### Exercise details
Take each line of the material that includes "args" and copy it.

### Dataset records
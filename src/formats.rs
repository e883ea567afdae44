use chrono::{DateTime, Utc};
use serde::{Deserialize, Serialize};

/// One item of the MyAnimeList user list. This is also the snapshot format.
#[derive(Debug, Clone, PartialEq, Serialize, Deserialize)]
pub struct ListEntry {
    pub node: Anime,
}

#[derive(Debug, Clone, PartialEq, Serialize, Deserialize)]
pub struct Anime {
    pub id: u64,
    pub title: String,
    #[serde(default, skip_serializing_if = "Option::is_none")]
    pub main_picture: Option<Picture>,
    #[serde(default, skip_serializing_if = "Option::is_none")]
    pub alternative_titles: Option<AlternativeTitles>,
    #[serde(default)]
    pub synopsis: String,
    #[serde(default, skip_serializing_if = "Option::is_none")]
    pub genres: Option<Vec<Genre>>,
    #[serde(default, skip_serializing_if = "Option::is_none")]
    pub my_list_status: Option<ListStatus>,
}

#[derive(Debug, Clone, PartialEq, Eq, Serialize, Deserialize)]
pub struct Picture {
    #[serde(default, skip_serializing_if = "Option::is_none")]
    pub medium: Option<String>,
    #[serde(default, skip_serializing_if = "Option::is_none")]
    pub large: Option<String>,
}

#[derive(Debug, Clone, PartialEq, Eq, Serialize, Deserialize)]
pub struct AlternativeTitles {
    #[serde(default)]
    pub synonyms: Vec<String>,
    #[serde(default, skip_serializing_if = "Option::is_none")]
    pub en: Option<String>,
    #[serde(default, skip_serializing_if = "Option::is_none")]
    pub ja: Option<String>,
}

#[derive(Debug, Clone, PartialEq, Eq, Serialize, Deserialize)]
pub struct Genre {
    pub id: u64,
    pub name: String,
}

#[derive(Debug, Clone, PartialEq, Serialize, Deserialize)]
pub struct ListStatus {
    pub status: WatchStatus,
    #[serde(default)]
    pub score: u32,
    #[serde(default)]
    pub num_episodes_watched: u32,
    #[serde(default)]
    pub is_rewatching: bool,
    #[serde(default, skip_serializing_if = "Option::is_none")]
    pub updated_at: Option<DateTime<Utc>>,
}

/// List status as reported by MyAnimeList. Unknown values are kept verbatim.
#[derive(Debug, Clone, PartialEq, Eq, Serialize, Deserialize)]
#[serde(from = "String", into = "String")]
pub enum WatchStatus {
    Watching,
    Completed,
    OnHold,
    Dropped,
    PlanToWatch,
    Other(String),
}

impl WatchStatus {
    pub fn as_str(&self) -> &str {
        match self {
            Self::Watching => "watching",
            Self::Completed => "completed",
            Self::OnHold => "on_hold",
            Self::Dropped => "dropped",
            Self::PlanToWatch => "plan_to_watch",
            Self::Other(raw) => raw,
        }
    }
}

impl From<String> for WatchStatus {
    fn from(raw: String) -> Self {
        match raw.as_str() {
            "watching" => Self::Watching,
            "completed" => Self::Completed,
            "on_hold" => Self::OnHold,
            "dropped" => Self::Dropped,
            "plan_to_watch" => Self::PlanToWatch,
            _ => Self::Other(raw),
        }
    }
}

impl From<WatchStatus> for String {
    fn from(status: WatchStatus) -> Self {
        match status {
            WatchStatus::Other(raw) => raw,
            known => known.as_str().to_owned(),
        }
    }
}

/// One page of `GET /users/@me/animelist`.
#[derive(Debug, Clone, Deserialize)]
pub struct ListPage {
    #[serde(default)]
    pub data: Vec<ListEntry>,
    #[serde(default)]
    pub paging: Option<Paging>,
}

#[derive(Debug, Clone, Default, Deserialize)]
pub struct Paging {
    #[serde(default)]
    pub next: Option<String>,
}

impl ListPage {
    pub fn next_url(&self) -> Option<&str> {
        self.paging
            .as_ref()
            .and_then(|p| p.next.as_deref())
            .filter(|next| !next.is_empty())
    }
}
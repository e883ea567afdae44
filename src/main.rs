use std::process::ExitCode;

use anyhow::Context as _;
use clap::Parser as _;

#[tokio::main]
async fn main() -> ExitCode {
    if let Err(err) = try_main().await {
        eprintln!("{err:#}");
        return ExitCode::FAILURE;
    }

    ExitCode::SUCCESS
}

async fn try_main() -> anyhow::Result<()> {
    animesync::logging::init().context("init logging")?;

    let cli = animesync::cli::Cli::parse();
    tracing::debug!(?cli, "parsed cli");

    match cli.command {
        animesync::cli::Command::Fetch(args) => {
            animesync::fetch::run(args).await.context("fetch")?;
        }
        animesync::cli::Command::Sync(args) => {
            animesync::sync::run(args).await.context("sync")?;
        }
    }

    Ok(())
}
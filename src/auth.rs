use std::path::PathBuf;

use anyhow::Context as _;
use serde::Deserialize;

use crate::env_file;

const SERVICE: &str = "MyAnimeList OAuth";

pub fn token_endpoint(auth_base_url: &str) -> String {
    let base_url = auth_base_url.trim_end_matches('/');
    format!("{base_url}/token")
}

/// MyAnimeList OAuth credentials. Replaced as a whole on refresh.
#[derive(Clone, Default, PartialEq, Eq)]
pub struct Credentials {
    pub client_id: Option<String>,
    pub access_token: Option<String>,
    pub refresh_token: Option<String>,
}

impl std::fmt::Debug for Credentials {
    fn fmt(&self, f: &mut std::fmt::Formatter<'_>) -> std::fmt::Result {
        let redact = |value: &Option<String>| value.as_ref().map(|_| "<redacted>");
        f.debug_struct("Credentials")
            .field("client_id", &self.client_id)
            .field("access_token", &redact(&self.access_token))
            .field("refresh_token", &redact(&self.refresh_token))
            .finish()
    }
}

#[derive(Debug, Deserialize)]
struct TokenResponse {
    access_token: String,
    refresh_token: String,
    #[serde(default)]
    token_type: Option<String>,
    #[serde(default)]
    expires_in: Option<u64>,
}

/// Owns the current credentials and the file they are persisted to.
pub struct TokenStore {
    client: reqwest::Client,
    token_endpoint: String,
    config_path: PathBuf,
    credentials: Credentials,
}

impl TokenStore {
    pub fn new(
        client: reqwest::Client,
        token_endpoint: impl Into<String>,
        config_path: impl Into<PathBuf>,
        credentials: Credentials,
    ) -> Self {
        Self {
            client,
            token_endpoint: token_endpoint.into(),
            config_path: config_path.into(),
            credentials,
        }
    }

    pub fn credentials(&self) -> &Credentials {
        &self.credentials
    }

    pub fn access_token(&self) -> Option<&str> {
        non_empty(&self.credentials.access_token)
    }

    /// Exchanges the refresh token for a new token pair, writes both tokens to
    /// the config file, then swaps the in-memory credentials.
    ///
    /// On failure the current credentials are left untouched.
    pub async fn refresh(&mut self) -> anyhow::Result<&Credentials> {
        let (Some(client_id), Some(refresh_token)) = (
            non_empty(&self.credentials.client_id),
            non_empty(&self.credentials.refresh_token),
        ) else {
            anyhow::bail!(
                "cannot refresh access token: {} or {} is missing",
                env_file::MAL_CLIENT_ID,
                env_file::REFRESH_TOKEN
            );
        };

        let form = [
            ("client_id", client_id),
            ("grant_type", "refresh_token"),
            ("refresh_token", refresh_token),
        ];
        let request = self.client.post(&self.token_endpoint).form(&form);
        let response: TokenResponse = crate::http::send_json(SERVICE, request)
            .await
            .with_context(|| format!("POST {}", self.token_endpoint))?;
        tracing::debug!(
            token_type = response.token_type.as_deref().unwrap_or("unknown"),
            expires_in = response.expires_in.unwrap_or_default(),
            "received refreshed token"
        );

        env_file::replace_keys(
            &self.config_path,
            &[
                (env_file::ACCESS_TOKEN, response.access_token.as_str()),
                (env_file::REFRESH_TOKEN, response.refresh_token.as_str()),
            ],
        )
        .await
        .context("persist refreshed tokens")?;

        self.credentials = Credentials {
            client_id: self.credentials.client_id.clone(),
            access_token: Some(response.access_token),
            refresh_token: Some(response.refresh_token),
        };
        tracing::info!(path = %self.config_path.display(), "refreshed access token");
        Ok(&self.credentials)
    }
}

fn non_empty(value: &Option<String>) -> Option<&str> {
    value.as_deref().filter(|v| !v.trim().is_empty())
}
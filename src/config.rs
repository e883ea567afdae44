use std::path::Path;

use anyhow::Context as _;

use crate::auth::Credentials;
use crate::env_file::{self, EnvFile};

/// Settings required by the `fetch` stage.
#[derive(Debug, Clone)]
pub struct FetchConfig {
    pub credentials: Credentials,
}

/// Settings required by the `sync` stage.
#[derive(Clone)]
pub struct SyncConfig {
    pub notion_api_key: String,
    pub database_id: String,
}

impl std::fmt::Debug for SyncConfig {
    fn fmt(&self, f: &mut std::fmt::Formatter<'_>) -> std::fmt::Result {
        f.debug_struct("SyncConfig")
            .field("notion_api_key", &"<redacted>")
            .field("database_id", &self.database_id)
            .finish()
    }
}

impl FetchConfig {
    /// `ACCESS_TOKEN` is optional: when absent the token is refreshed first.
    pub fn resolve(env: &EnvFile) -> anyhow::Result<Self> {
        require(env, &[env_file::MAL_CLIENT_ID, env_file::REFRESH_TOKEN])?;
        let credentials = Credentials {
            client_id: env.get(env_file::MAL_CLIENT_ID).map(str::to_owned),
            access_token: env.get(env_file::ACCESS_TOKEN).map(str::to_owned),
            refresh_token: env.get(env_file::REFRESH_TOKEN).map(str::to_owned),
        };
        Ok(Self { credentials })
    }
}

impl SyncConfig {
    pub fn resolve(env: &EnvFile) -> anyhow::Result<Self> {
        require(env, &[env_file::NOTION_API_KEY, env_file::DATABASE_ID])?;
        Ok(Self {
            notion_api_key: env
                .get(env_file::NOTION_API_KEY)
                .map(str::to_owned)
                .unwrap_or_default(),
            database_id: env
                .get(env_file::DATABASE_ID)
                .map(str::to_owned)
                .unwrap_or_default(),
        })
    }
}

/// Loads `path` and overlays the process environment on top of it.
pub fn load_env(path: &Path) -> anyhow::Result<EnvFile> {
    let env = EnvFile::load(path).context("load env file")?;
    Ok(env.overlay(std::env::vars()))
}

fn require(env: &EnvFile, keys: &[&str]) -> anyhow::Result<()> {
    let missing = keys
        .iter()
        .copied()
        .filter(|key| env.get(key).is_none())
        .collect::<Vec<_>>();
    if !missing.is_empty() {
        anyhow::bail!(
            "missing required environment variables: {}",
            missing.join(", ")
        );
    }
    Ok(())
}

### Solution to the exercise
        animesync::cli::Command::Fetch(args) => {
            animesync::fetch::run(args).await.context("fetch")?;
        animesync::cli::Command::Sync(args) => {
            animesync::sync::run(args).await.context("sync")?;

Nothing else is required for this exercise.